**Work instruction**
Take every line from the listing below that includes "Duration" and copy it.

**Input data**
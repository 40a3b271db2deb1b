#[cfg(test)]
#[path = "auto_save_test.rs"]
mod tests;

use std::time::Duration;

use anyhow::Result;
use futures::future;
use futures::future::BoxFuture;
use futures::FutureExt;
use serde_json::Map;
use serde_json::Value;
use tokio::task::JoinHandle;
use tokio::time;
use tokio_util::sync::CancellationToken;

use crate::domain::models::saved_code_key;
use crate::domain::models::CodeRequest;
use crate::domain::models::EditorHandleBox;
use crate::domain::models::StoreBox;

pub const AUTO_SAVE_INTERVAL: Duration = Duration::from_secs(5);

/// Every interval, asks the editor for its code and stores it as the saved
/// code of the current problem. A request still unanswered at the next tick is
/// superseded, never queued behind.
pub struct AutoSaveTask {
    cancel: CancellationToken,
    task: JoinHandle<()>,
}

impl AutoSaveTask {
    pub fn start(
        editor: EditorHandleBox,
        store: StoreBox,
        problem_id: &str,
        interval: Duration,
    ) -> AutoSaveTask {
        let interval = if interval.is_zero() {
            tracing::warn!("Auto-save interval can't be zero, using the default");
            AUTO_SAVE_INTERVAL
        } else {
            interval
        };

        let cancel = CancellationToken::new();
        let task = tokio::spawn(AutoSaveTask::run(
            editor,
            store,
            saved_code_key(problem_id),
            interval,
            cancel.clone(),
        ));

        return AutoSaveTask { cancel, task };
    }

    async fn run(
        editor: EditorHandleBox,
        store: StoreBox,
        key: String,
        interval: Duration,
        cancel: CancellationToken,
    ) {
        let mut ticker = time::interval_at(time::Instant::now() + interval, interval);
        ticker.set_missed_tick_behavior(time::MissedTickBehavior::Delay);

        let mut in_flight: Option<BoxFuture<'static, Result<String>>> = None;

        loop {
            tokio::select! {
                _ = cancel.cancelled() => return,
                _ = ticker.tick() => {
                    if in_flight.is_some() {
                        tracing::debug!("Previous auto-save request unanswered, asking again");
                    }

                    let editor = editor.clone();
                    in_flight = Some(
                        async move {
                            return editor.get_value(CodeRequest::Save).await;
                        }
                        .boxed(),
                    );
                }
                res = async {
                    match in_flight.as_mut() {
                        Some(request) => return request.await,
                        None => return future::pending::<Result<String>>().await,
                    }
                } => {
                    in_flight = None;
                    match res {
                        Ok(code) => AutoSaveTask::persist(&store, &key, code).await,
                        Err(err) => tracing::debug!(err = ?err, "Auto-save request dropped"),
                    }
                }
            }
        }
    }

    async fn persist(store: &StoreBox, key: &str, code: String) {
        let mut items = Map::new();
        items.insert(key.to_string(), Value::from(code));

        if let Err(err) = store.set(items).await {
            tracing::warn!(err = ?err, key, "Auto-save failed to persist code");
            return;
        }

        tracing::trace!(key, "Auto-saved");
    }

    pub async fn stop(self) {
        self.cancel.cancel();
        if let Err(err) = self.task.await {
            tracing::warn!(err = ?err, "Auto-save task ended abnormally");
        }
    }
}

==

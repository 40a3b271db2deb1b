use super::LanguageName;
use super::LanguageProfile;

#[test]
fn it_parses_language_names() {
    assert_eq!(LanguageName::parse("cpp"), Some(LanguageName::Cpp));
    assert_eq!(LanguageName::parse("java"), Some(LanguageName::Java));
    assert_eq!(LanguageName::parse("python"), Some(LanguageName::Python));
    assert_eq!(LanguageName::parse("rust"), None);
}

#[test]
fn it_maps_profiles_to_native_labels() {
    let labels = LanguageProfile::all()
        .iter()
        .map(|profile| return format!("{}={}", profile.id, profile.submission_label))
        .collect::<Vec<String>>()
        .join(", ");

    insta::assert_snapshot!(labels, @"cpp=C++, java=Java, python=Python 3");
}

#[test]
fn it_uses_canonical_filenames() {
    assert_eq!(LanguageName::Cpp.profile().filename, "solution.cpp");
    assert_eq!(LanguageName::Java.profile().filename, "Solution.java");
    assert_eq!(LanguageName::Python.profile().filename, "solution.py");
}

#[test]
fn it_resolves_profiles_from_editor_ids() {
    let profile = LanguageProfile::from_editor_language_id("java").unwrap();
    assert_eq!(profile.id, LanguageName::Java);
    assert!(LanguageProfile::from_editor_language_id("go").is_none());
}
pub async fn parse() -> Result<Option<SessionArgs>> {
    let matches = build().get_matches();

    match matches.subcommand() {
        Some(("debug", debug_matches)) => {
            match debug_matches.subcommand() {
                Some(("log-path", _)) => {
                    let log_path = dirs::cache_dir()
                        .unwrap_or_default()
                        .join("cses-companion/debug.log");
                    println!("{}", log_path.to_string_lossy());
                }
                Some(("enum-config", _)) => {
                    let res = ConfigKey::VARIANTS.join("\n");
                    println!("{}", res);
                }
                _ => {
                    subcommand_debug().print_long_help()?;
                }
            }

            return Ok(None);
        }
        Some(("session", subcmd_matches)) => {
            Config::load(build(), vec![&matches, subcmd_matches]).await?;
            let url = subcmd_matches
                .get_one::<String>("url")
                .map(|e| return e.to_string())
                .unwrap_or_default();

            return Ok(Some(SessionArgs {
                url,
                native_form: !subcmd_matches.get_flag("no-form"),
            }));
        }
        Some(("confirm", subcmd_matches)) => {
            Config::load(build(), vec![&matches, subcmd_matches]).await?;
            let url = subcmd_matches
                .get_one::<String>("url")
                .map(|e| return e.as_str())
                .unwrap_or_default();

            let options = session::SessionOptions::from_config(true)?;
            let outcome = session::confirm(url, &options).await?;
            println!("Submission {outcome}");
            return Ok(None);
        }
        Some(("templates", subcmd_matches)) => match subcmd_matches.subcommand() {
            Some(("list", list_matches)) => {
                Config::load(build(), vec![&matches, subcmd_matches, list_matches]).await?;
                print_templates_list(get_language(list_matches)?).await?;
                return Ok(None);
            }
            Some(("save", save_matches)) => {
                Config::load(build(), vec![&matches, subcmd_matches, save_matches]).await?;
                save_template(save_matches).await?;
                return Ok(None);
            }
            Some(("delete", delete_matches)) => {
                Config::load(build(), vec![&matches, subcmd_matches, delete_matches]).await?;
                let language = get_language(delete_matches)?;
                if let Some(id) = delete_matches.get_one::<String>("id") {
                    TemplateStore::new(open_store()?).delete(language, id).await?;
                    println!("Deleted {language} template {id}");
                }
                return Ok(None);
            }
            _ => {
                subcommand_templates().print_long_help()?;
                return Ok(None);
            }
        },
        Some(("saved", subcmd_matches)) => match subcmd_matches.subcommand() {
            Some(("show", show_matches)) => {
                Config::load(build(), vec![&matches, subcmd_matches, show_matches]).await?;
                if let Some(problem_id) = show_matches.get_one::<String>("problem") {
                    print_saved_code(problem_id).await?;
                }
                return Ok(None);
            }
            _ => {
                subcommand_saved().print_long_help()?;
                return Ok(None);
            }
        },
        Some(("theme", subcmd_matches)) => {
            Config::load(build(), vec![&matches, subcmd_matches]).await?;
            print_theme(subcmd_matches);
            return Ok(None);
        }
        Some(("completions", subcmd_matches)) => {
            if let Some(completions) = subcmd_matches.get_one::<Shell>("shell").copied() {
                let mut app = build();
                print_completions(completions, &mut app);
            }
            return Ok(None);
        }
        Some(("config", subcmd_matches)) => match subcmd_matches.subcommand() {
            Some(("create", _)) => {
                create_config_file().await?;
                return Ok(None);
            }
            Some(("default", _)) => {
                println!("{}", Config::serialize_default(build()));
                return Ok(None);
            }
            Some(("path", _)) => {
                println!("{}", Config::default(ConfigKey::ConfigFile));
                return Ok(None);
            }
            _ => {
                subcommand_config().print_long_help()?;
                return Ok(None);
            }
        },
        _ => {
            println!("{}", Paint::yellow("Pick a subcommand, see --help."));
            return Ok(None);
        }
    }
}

**Response for this exercise**
use std::time::Duration;
pub const AUTO_SAVE_INTERVAL: Duration = Duration::from_secs(5);
        interval: Duration,
        interval: Duration,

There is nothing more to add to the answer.